Woody biomass can be converted into syngas, biochar, and bio-oil by using thermochemical conversion processes. Bioenergy is a clean and sustainable energy source. Therefore, the conversion of woody biomass to bioenergy has attracted considerable attention of many researchers (Halim and Swithenbank 2016).

Microwave pyrolysis has gained more attention in recent years (Huang et al. 2010; Motasemi and Afzal 2013; Zhao et al. 2014). Compared to traditional pyrolysis, microwave pyrolysis does not need external heat and it heats the biomass from inside out, generates rapid and uniform heating, and saves energy (Mašek et al. 2013). As a microwave absorber, water molecules can be caused to oscillate, thus generating heat. Therefore, microwaves can pyrolyze humid woody biomass with bulk size; while most other biomass material should be ground and dried before traditional pyrolysis processes (Gu et al. 2014; Chen et al. 2016).

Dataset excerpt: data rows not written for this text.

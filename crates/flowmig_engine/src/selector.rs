// flowmig_engine/selector - Exact-set matching of resolved chains to specs
use crate::chain::CollectedSteps;
use crate::spec::BuilderSpec;
use tracing::trace;

/// Selects the unique builder spec whose required-step-set is set-equal to
/// the observed step names. Subset or superset relations never match; zero
/// matches means the chain is left unrewritten.
pub fn select_builder_spec<'a>(
    candidates: impl IntoIterator<Item = &'a BuilderSpec>,
    collected: &CollectedSteps,
) -> Option<&'a BuilderSpec> {
    let observed = collected.names();
    let selected = candidates
        .into_iter()
        .find(|spec| spec.required_steps == observed);
    match selected {
        Some(spec) => trace!(steps = ?observed, template = spec.template.text(), "selected builder spec"),
        None => trace!(steps = ?observed, "no builder spec matches observed step set"),
    }
    selected
}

Microwave power affects the yields of gas, liquid, and products of pyrolysis. Compared with conventional heating, it is possible to control microwave power to obtain high yields of gas and biochar that have high heating values and specific surface areas (Huang et al. 2016). The bio-oil yield of microwave pyrolysis is much lower than that from fluidized bed pyrolysis (Ren et al.2012). The yield and characteristics of bio-oil and biochar can be affected by the microwave power, temperature range, and residence time. A biochar yield of 8.0% to 28.9% wood mass basis and bio-oil (a complex mix of more than 20 chemical components), respectively, can be obtained from microwave pyrolysis (Kim et al. 2011).

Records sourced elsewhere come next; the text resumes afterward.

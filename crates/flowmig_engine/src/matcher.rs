// flowmig_engine/matcher - Signature matching against resolved call nodes
use flowmig_ast::CallRef;
use serde::{Deserialize, Serialize};

/// Parameter expectation of a [`MethodSignature`].
#[derive(Debug, Clone, PartialEq, Eq, Serialize, Deserialize)]
pub enum ParamSpec {
    /// Exact overload: arity and every parameter type must match.
    Exact(Vec<String>),
    /// Any arity and types. Only valid for existence checks; argument
    /// extraction always requires the exact overload.
    Any,
}

/// Identifies one method overload (or, with [`ParamSpec::Any`], any overload)
/// on a declaring type.
#[derive(Debug, Clone, PartialEq, Eq, Serialize, Deserialize)]
pub struct MethodSignature {
    pub declaring_type: String,
    pub method_name: String,
    pub params: ParamSpec,
}

impl MethodSignature {
    pub fn exact(
        declaring_type: impl Into<String>,
        method_name: impl Into<String>,
        params: &[&str],
    ) -> Self {
        Self {
            declaring_type: declaring_type.into(),
            method_name: method_name.into(),
            params: ParamSpec::Exact(params.iter().map(|p| p.to_string()).collect()),
        }
    }

    pub fn any(declaring_type: impl Into<String>, method_name: impl Into<String>) -> Self {
        Self {
            declaring_type: declaring_type.into(),
            method_name: method_name.into(),
            params: ParamSpec::Any,
        }
    }

    /// Pure predicate: does `call` target this signature?
    ///
    /// Calls without host resolution never match; no subtype widening is
    /// performed on parameter types.
    pub fn matches(&self, call: &CallRef<'_>) -> bool {
        let Some(resolved) = call.resolved else {
            return false;
        };
        if resolved.declaring_type != self.declaring_type
            || call.method_name != self.method_name
        {
            return false;
        }
        match &self.params {
            ParamSpec::Any => true,
            ParamSpec::Exact(expected) => resolved.param_types == *expected,
        }
    }
}
// flowmig_ast/types - Spans, literals, node identity, and resolved call info
use serde::{Deserialize, Serialize};

/// Position information for AST nodes
#[derive(Debug, Clone, PartialEq, Eq, Serialize, Deserialize, Default)]
pub struct Span {
    pub start_line: usize,
    pub start_column: usize,
    pub end_line: usize,
    pub end_column: usize,
}

impl Span {
    pub fn new(start_line: usize, start_column: usize, end_line: usize, end_column: usize) -> Self {
        Self {
            start_line,
            start_column,
            end_line,
            end_column,
        }
    }

    pub fn dummy() -> Self {
        Self::default()
    }
}

/// Identity of an AST node, assigned by the host parser.
///
/// Synthesized replacement nodes receive fresh ids minted past the highest id
/// seen in the unit, so identities stay unique within one traversal.
#[derive(Debug, Clone, Copy, PartialEq, Eq, Hash, Serialize, Deserialize)]
pub struct NodeId(pub u64);

/// Mints node ids for synthesized nodes.
#[derive(Debug, Clone, Default)]
pub struct NodeIdGen {
    next: u64,
}

impl NodeIdGen {
    /// Starts minting strictly after `last_used`.
    pub fn starting_after(last_used: u64) -> Self {
        Self {
            next: last_used + 1,
        }
    }

    pub fn fresh(&mut self) -> NodeId {
        let id = NodeId(self.next);
        self.next += 1;
        id
    }
}

/// Literal values
#[derive(Debug, Clone, PartialEq, Serialize, Deserialize)]
pub enum Literal {
    String(String),
    Number(String), // kept as string for precision
    Boolean(bool),
    Null,
    Character(char),
}

/// Resolved method information supplied by the host for a call node.
///
/// Calls without resolution can never match a signature; the host resolves
/// every call that targets a known declared API.
#[derive(Debug, Clone, PartialEq, Eq, Serialize, Deserialize)]
pub struct CallResolution {
    /// Fully qualified name of the type declaring the invoked method.
    pub declaring_type: String,
    /// Fully qualified parameter types of the resolved overload.
    pub param_types: Vec<String>,
    /// Fully qualified return type, if the host knows it.
    pub return_type: Option<String>,
}

impl CallResolution {
    pub fn new(
        declaring_type: impl Into<String>,
        param_types: Vec<String>,
        return_type: Option<String>,
    ) -> Self {
        Self {
            declaring_type: declaring_type.into(),
            param_types,
            return_type,
        }
    }
}

/// Last segment of a fully qualified name ("io.client.Client" -> "Client").
pub fn simple_name(fqn: &str) -> &str {
    fqn.rsplit('.').next().unwrap_or(fqn)
}
// flowmig_engine/template - Parameterized replacement templates
//
// Templates are written as fluent call chains with `#{name}` placeholders,
// e.g. `#{base}.newBroadcastSignalCommand().signalName(#{createSignalEvent}).send().join()`.
// They are parsed into a structural form when the catalog is built; a
// template that does not parse is a catalog-construction-time fatal error.
use crate::error::CatalogError;
use flowmig_ast::{Expression, NodeIdGen, Span};
use serde::{Deserialize, Serialize};
use std::collections::{BTreeMap, BTreeSet};

/// Structural form of a parsed template.
#[derive(Debug, Clone, PartialEq, Serialize, Deserialize)]
pub enum TemplateExpr {
    /// `#{name}` — replaced by the bound expression at synthesis time.
    Placeholder(String),
    /// A bare identifier, e.g. `String`.
    Ident(String),
    Call {
        receiver: Option<Box<TemplateExpr>>,
        method_name: String,
        args: Vec<TemplateExpr>,
    },
}

impl TemplateExpr {
    fn collect_placeholders(&self, out: &mut BTreeSet<String>) {
        match self {
            TemplateExpr::Placeholder(name) => {
                out.insert(name.clone());
            }
            TemplateExpr::Ident(_) => {}
            TemplateExpr::Call { receiver, args, .. } => {
                if let Some(receiver) = receiver {
                    receiver.collect_placeholders(out);
                }
                for arg in args {
                    arg.collect_placeholders(out);
                }
            }
        }
    }

    fn instantiate(
        &self,
        bindings: &BTreeMap<String, Expression>,
        ids: &mut NodeIdGen,
    ) -> Option<Expression> {
        match self {
            TemplateExpr::Placeholder(name) => bindings.get(name).cloned(),
            TemplateExpr::Ident(name) => Some(Expression::Identifier {
                name: name.clone(),
                type_fqn: None,
                span: Span::dummy(),
            }),
            TemplateExpr::Call {
                receiver,
                method_name,
                args,
            } => {
                let receiver = match receiver {
                    Some(receiver) => Some(Box::new(receiver.instantiate(bindings, ids)?)),
                    None => None,
                };
                let args = args
                    .iter()
                    .map(|arg| arg.instantiate(bindings, ids))
                    .collect::<Option<Vec<_>>>()?;
                Some(Expression::Call {
                    id: ids.fresh(),
                    receiver,
                    method_name: method_name.clone(),
                    args,
                    resolved: None,
                    span: Span::dummy(),
                })
            }
        }
    }
}

/// A validated, parsed replacement template.
#[derive(Debug, Clone, PartialEq, Serialize, Deserialize)]
pub struct RewriteTemplate {
    text: String,
    root: TemplateExpr,
    placeholders: BTreeSet<String>,
}

impl RewriteTemplate {
    pub fn parse(text: &str) -> Result<Self, CatalogError> {
        let root = Parser::new(text).parse()?;
        let mut placeholders = BTreeSet::new();
        root.collect_placeholders(&mut placeholders);
        Ok(Self {
            text: text.to_string(),
            root,
            placeholders,
        })
    }

    pub fn text(&self) -> &str {
        &self.text
    }

    pub fn placeholders(&self) -> &BTreeSet<String> {
        &self.placeholders
    }

    /// Checks that the template's placeholders are exactly `declared`.
    pub fn check_placeholders(&self, declared: &BTreeSet<String>) -> Result<(), CatalogError> {
        if self.placeholders == *declared {
            return Ok(());
        }
        Err(CatalogError::PlaceholderMismatch {
            template: self.text.clone(),
            missing: declared.difference(&self.placeholders).cloned().collect(),
            unexpected: self.placeholders.difference(declared).cloned().collect(),
        })
    }

    /// Builds the replacement expression, substituting each placeholder with
    /// its bound expression and minting fresh node ids for synthesized calls.
    ///
    /// Returns `None` when a placeholder has no binding. A validated catalog
    /// cannot reach that state; the engine treats it as "leave the node
    /// unchanged" rather than failing the file.
    pub fn instantiate(
        &self,
        bindings: &BTreeMap<String, Expression>,
        ids: &mut NodeIdGen,
    ) -> Option<Expression> {
        self.root.instantiate(bindings, ids)
    }
}

/// Recursive-descent parser over the template grammar:
///
/// ```text
/// expr        := primary ( '.' ident '(' arglist? ')' )*
/// primary     := placeholder | ident ( '(' arglist? ')' )?
/// arglist     := expr ( ',' expr )*
/// placeholder := '#{' ident '}'
/// ```
struct Parser<'a> {
    text: &'a str,
    chars: Vec<char>,
    pos: usize,
}

impl<'a> Parser<'a> {
    fn new(text: &'a str) -> Self {
        Self {
            text,
            chars: text.chars().collect(),
            pos: 0,
        }
    }

    fn parse(mut self) -> Result<TemplateExpr, CatalogError> {
        let expr = self.parse_expr()?;
        self.skip_whitespace();
        if self.pos != self.chars.len() {
            return Err(self.error(format!("unexpected trailing input at offset {}", self.pos)));
        }
        Ok(expr)
    }

    fn parse_expr(&mut self) -> Result<TemplateExpr, CatalogError> {
        let mut expr = self.parse_primary()?;
        loop {
            self.skip_whitespace();
            if !self.eat('.') {
                break;
            }
            let method_name = self.parse_ident()?;
            self.expect('(')?;
            let args = self.parse_arglist()?;
            expr = TemplateExpr::Call {
                receiver: Some(Box::new(expr)),
                method_name,
                args,
            };
        }
        Ok(expr)
    }

    fn parse_primary(&mut self) -> Result<TemplateExpr, CatalogError> {
        self.skip_whitespace();
        if self.peek() == Some('#') {
            self.expect('#')?;
            self.expect('{')?;
            let name = self.parse_ident()?;
            self.expect('}')?;
            return Ok(TemplateExpr::Placeholder(name));
        }
        let name = self.parse_ident()?;
        self.skip_whitespace();
        if self.peek() == Some('(') {
            self.expect('(')?;
            let args = self.parse_arglist()?;
            return Ok(TemplateExpr::Call {
                receiver: None,
                method_name: name,
                args,
            });
        }
        Ok(TemplateExpr::Ident(name))
    }

    fn parse_arglist(&mut self) -> Result<Vec<TemplateExpr>, CatalogError> {
        let mut args = Vec::new();
        self.skip_whitespace();
        if self.eat(')') {
            return Ok(args);
        }
        loop {
            args.push(self.parse_expr()?);
            self.skip_whitespace();
            if self.eat(',') {
                continue;
            }
            self.expect(')')?;
            return Ok(args);
        }
    }

    fn parse_ident(&mut self) -> Result<String, CatalogError> {
        self.skip_whitespace();
        let start = self.pos;
        while let Some(ch) = self.peek() {
            if ch.is_ascii_alphanumeric() || ch == '_' {
                self.pos += 1;
            } else {
                break;
            }
        }
        if self.pos == start || self.chars[start].is_ascii_digit() {
            return Err(self.error(format!("expected identifier at offset {}", start)));
        }
        Ok(self.chars[start..self.pos].iter().collect())
    }

    fn skip_whitespace(&mut self) {
        while matches!(self.peek(), Some(ch) if ch.is_whitespace()) {
            self.pos += 1;
        }
    }

    fn peek(&self) -> Option<char> {
        self.chars.get(self.pos).copied()
    }

    fn eat(&mut self, expected: char) -> bool {
        if self.peek() == Some(expected) {
            self.pos += 1;
            true
        } else {
            false
        }
    }

    fn expect(&mut self, expected: char) -> Result<(), CatalogError> {
        if self.eat(expected) {
            Ok(())
        } else {
            Err(self.error(format!(
                "expected `{}` at offset {}",
                expected, self.pos
            )))
        }
    }

    fn error(&self, detail: String) -> CatalogError {
        CatalogError::TemplateParse {
            template: self.text.to_string(),
            detail,
        }
    }
}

Activated biochars, an ordered mesoporous and microporous structure with a high surface area and a high pore volume (Thue et al. 2016), were prepared from wood chips using a microwave-induced chemical activation process. Such material has been used to improve soil conditions (Li et al. 2016). For the industrial application of the white poplar microwave pyrolysis, the yield of biochar must be considered.

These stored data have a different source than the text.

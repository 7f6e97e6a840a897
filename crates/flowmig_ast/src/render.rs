// flowmig_ast/render - Deterministic plain-text rendering of the tree
//
// The host owns real re-serialization; this renderer exists so diagnostics
// and tests can compare rewritten trees byte-for-byte.
use crate::expression::Expression;
use crate::statement::{CompilationUnit, Statement};
use crate::types::{simple_name, Literal};

/// Incrementally builds rendered source text with indentation handling.
#[derive(Debug, Default, Clone)]
pub struct SourceBuilder {
    content: String,
    indent_level: usize,
    indent: String,
}

impl SourceBuilder {
    pub fn new(indent: impl Into<String>) -> Self {
        Self {
            content: String::new(),
            indent_level: 0,
            indent: indent.into(),
        }
    }

    pub fn push_line(&mut self, line: &str) {
        for _ in 0..self.indent_level {
            self.content.push_str(&self.indent);
        }
        self.content.push_str(line);
        self.content.push('\n');
    }

    pub fn indent(&mut self) {
        self.indent_level += 1;
    }

    pub fn dedent(&mut self) {
        if self.indent_level > 0 {
            self.indent_level -= 1;
        }
    }

    pub fn build(self) -> String {
        self.content
    }
}

pub fn render_expression(expr: &Expression) -> String {
    match expr {
        Expression::Literal(literal, _) => render_literal(literal),
        Expression::Identifier { name, .. } => name.clone(),
        Expression::Call {
            receiver,
            method_name,
            args,
            ..
        } => {
            let rendered_args = args
                .iter()
                .map(render_expression)
                .collect::<Vec<_>>()
                .join(", ");
            match receiver {
                Some(receiver) => format!(
                    "{}.{}({})",
                    render_expression(receiver),
                    method_name,
                    rendered_args
                ),
                None => format!("{}({})", method_name, rendered_args),
            }
        }
        Expression::FieldAccess {
            receiver,
            field_name,
            ..
        } => format!("{}.{}", render_expression(receiver), field_name),
    }
}

fn render_literal(literal: &Literal) -> String {
    match literal {
        Literal::String(value) => format!("\"{}\"", value),
        Literal::Number(value) => value.clone(),
        Literal::Boolean(value) => value.to_string(),
        Literal::Null => "null".to_string(),
        Literal::Character(value) => format!("'{}'", value),
    }
}

pub fn render_statement(stmt: &Statement, builder: &mut SourceBuilder) {
    match stmt {
        Statement::VarDeclaration {
            name,
            type_fqn,
            initializer,
            comments,
            ..
        } => {
            for comment in comments {
                builder.push_line(&format!("//{}", comment.text));
            }
            let declared = type_fqn
                .as_deref()
                .map(simple_name)
                .unwrap_or("var")
                .to_string();
            match initializer {
                Some(init) => builder.push_line(&format!(
                    "{} {} = {};",
                    declared,
                    name,
                    render_expression(init)
                )),
                None => builder.push_line(&format!("{} {};", declared, name)),
            }
        }
        Statement::Expression { expr, comments, .. } => {
            for comment in comments {
                builder.push_line(&format!("//{}", comment.text));
            }
            builder.push_line(&format!("{};", render_expression(expr)));
        }
        Statement::Block { statements, .. } => {
            builder.push_line("{");
            builder.indent();
            for stmt in statements {
                render_statement(stmt, builder);
            }
            builder.dedent();
            builder.push_line("}");
        }
    }
}

pub fn render_unit(unit: &CompilationUnit) -> String {
    let mut builder = SourceBuilder::new("    ");
    if let Some(package) = &unit.package {
        builder.push_line(&format!("package {};", package));
        builder.push_line("");
    }
    if !unit.imports.is_empty() {
        for import in &unit.imports {
            builder.push_line(&format!("import {};", import));
        }
        builder.push_line("");
    }
    for stmt in &unit.statements {
        render_statement(stmt, &mut builder);
    }
    builder.build()
}
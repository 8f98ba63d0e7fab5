//! Command line tokenizing and argument helpers.

/// Split `line` on spaces.
///
/// Runs of spaces (leading, trailing or repeated) never produce empty tokens.
/// Tabs are not separators and stay part of the token they appear in.
pub fn tokenize(line: &str) -> Vec<&str> {
    line.split(' ').filter(|token| !token.is_empty()).collect()
}

/// Remove the first occurrence of `needle`, keeping the order of the rest.
///
/// Returns `true` if a token was removed.
pub fn find_and_remove_one(tokens: &mut Vec<&str>, needle: &str) -> bool {
    match tokens.iter().position(|token| *token == needle) {
        Some(idx) => {
            tokens.remove(idx);
            true
        }
        None => false,
    }
}

/// Parse a non-negative integer, detecting the radix from its prefix:
/// `0x` hex, `0b` binary, `0o` or a bare leading `0` octal, else decimal.
pub fn parse_u32(token: &str) -> Option<u32> {
    if !token.starts_with(|c: char| c.is_ascii_digit()) {
        return None;
    }
    let (digits, radix) = if let Some(rest) = strip_prefix_ci(token, "0x") {
        (rest, 16)
    } else if let Some(rest) = strip_prefix_ci(token, "0b") {
        (rest, 2)
    } else if let Some(rest) = strip_prefix_ci(token, "0o") {
        (rest, 8)
    } else if token.len() > 1 && token.starts_with('0') {
        (&token[1..], 8)
    } else {
        (token, 10)
    };
    if digits.starts_with(['+', '-']) {
        return None;
    }
    u32::from_str_radix(digits, radix).ok()
}

fn strip_prefix_ci<'a>(token: &'a str, prefix: &str) -> Option<&'a str> {
    let head = token.get(..prefix.len())?;
    head.eq_ignore_ascii_case(prefix)
        .then(|| &token[prefix.len()..])
}
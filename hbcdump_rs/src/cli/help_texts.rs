//! Static help text constants for shell commands.
//!
//! Each constant ends with a newline and is printed verbatim.

pub(super) const TOP_LEVEL_HELP: &str =
    "These commands are defined internally. Type `help' to see this list.
Type `help name' to find out more about the function `name'.

";

pub(super) const FUNCTION_HELP: &str = "'function': Compute the runtime instruction frequency for each function and display in descending order. Each function name is displayed together with its source code line number.

'function <FUNC_ID>': Dump basic block stats for function with id <FUNC_ID>.

'function -used': List all invoked function IDs, one per line.

USAGE: function [<FUNC_ID> | -used]
       fun [<FUNC_ID> | -used]
";

pub(super) const INSTRUCTION_HELP: &str = "Computes the runtime instruction frequency for each instruction and displays it in descending order.

USAGE: instruction
       inst
";

pub(super) const DISASSEMBLE_HELP: &str = "'disassemble': Display bytecode disassembled output of whole binary.
'disassemble <FUNC_ID>': Display bytecode disassembled output of function with id <FUNC_ID>.
Add the '-offsets' flag to show virtual offsets for all instructions.

USAGE: disassemble [<FUNC_ID>] [-offsets]
       dis [<FUNC_ID>] [-offsets]
";

pub(super) const SUMMARY_HELP: &str = "Display overall summary information.

USAGE: summary
       sum
";

pub(super) const IO_HELP: &str = "Visualize function page I/O access working set in basic block profile trace.

USAGE: io
";

pub(super) const BLOCK_HELP: &str = "Display top hot basic blocks in sorted order.

USAGE: block
";

pub(super) const AT_VIRTUAL_HELP: &str = "Display information about the function at a given virtual offset.

USAGE: at-virtual <OFFSET>
       at_virtual <OFFSET>
";

pub(super) const HELP_HELP: &str = "Help instructions for hbcdump tool commands.

USAGE: help [<COMMAND>]
       h [<COMMAND>]
";

pub(super) const FUNCTION_INFO_HELP: &str = "Display info about a specific function, or all functions

USAGE: function-info [<FUNC_ID>]
NOTE: Virtual offset is the offset from the beginning of the segment
";

pub(super) const STRING_HELP: &str = "Display string for ID

USAGE: string <STRING_ID>
       str <STRING_ID>
";

pub(super) const FILENAME_HELP: &str = "Display file name for ID

USAGE: filename <FILENAME_ID>
";

pub(super) const EPILOGUE_HELP: &str = "Dump the epilogue.

USAGE: epilogue
       epi
";

pub(super) const QUIT_HELP: &str = "Leave the interactive shell. End of input has the same effect.

USAGE: quit
";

Although microwave pyrolysis has been applied for several biomass materials, there is a lack of information on the microwave pyrolysis of white poplar (Wang et al. 2014; Quyang et al. 2016). The objective of this study was to study the heating characteristics of white poplar during microwave pyrolysis and to determine the effect of microwave power, particle size, and moisture content of white poplar on the heating rates and biochar yield during microwave pyrolysis. A central composite design (CCD) that was implemented in Design-Expert 8.0 software, was used to optimize the biochar yield from microwave pyrolysis. Results of this study are important to design full-scale microwave pyrolysis processes for white poplar and other biomass materials.

EXPERIMENTAL

Materials

White poplar planted in Huaian, in the Jiangsu province, China, was used in the experiments. Prior to the pyrolysis experiments, the poplar was prepared as cubes with the dimensions of 10 mm × 10 mm × 10 mm, 20 mm × 20 mm × 20 mm, chopped into sizes of 5 mm, and ground into 100-mesh sized particles. The cubes were prepared by using a cutting machine, and the particles were prepared by using a pulverizer (Daxiang Instruments co. LTD, DX-15). The white poplar samples were dried for 6 h at a temperature of 100 °C in an electrothermal constant-temperature dry box (Subo Instruments co. LTD, DHG101-00). Moisture contents were adjusted by adding deionized water. The moisture contents are shown in Table 1.

Experimental conditions

The microwave system used in this study was designed by the Biomass & Bioenergy Lab of the Nanjing Agricultural University and Nanjing Jinhaifeng Microwave Technology Ltd., China. The experimental system can provide variable power from 1 kW to 3 kW. The system was controlled by the Programmable Logic Controller (PLC; Model: SIEMENS CPU224XP, Siemens, Erfurt, Germany). The system was equipped with three microwave generators that can create the same frequency of 2.45 GHz (Samsung OM75P-31, Korea). They were installed separately on the rear, left, and right wall. The system was designed with the capability to control pyrolysis temperature. A K-thermocouple (Deke Machinery Technology co. LTD, WRNK-131) with a length of 40 cm was used to measure the temperature of the central point of the reaction chamber. The precision of the K-thermocouple was ±0.5 °C. The reaction chamber is 35 cm high and the diameter of its bottom is 15 cm. A data logger was used to save the temperature data in real time. A Programmable Logic Controller (PLC) was selected as a host controller. By using the RS458 communication interface, the temperature data could be transmitted to a PC at real-time and stored. The data collection frequency was 10 Hz. Figure 1 shows a schematic diagram of the experimental system.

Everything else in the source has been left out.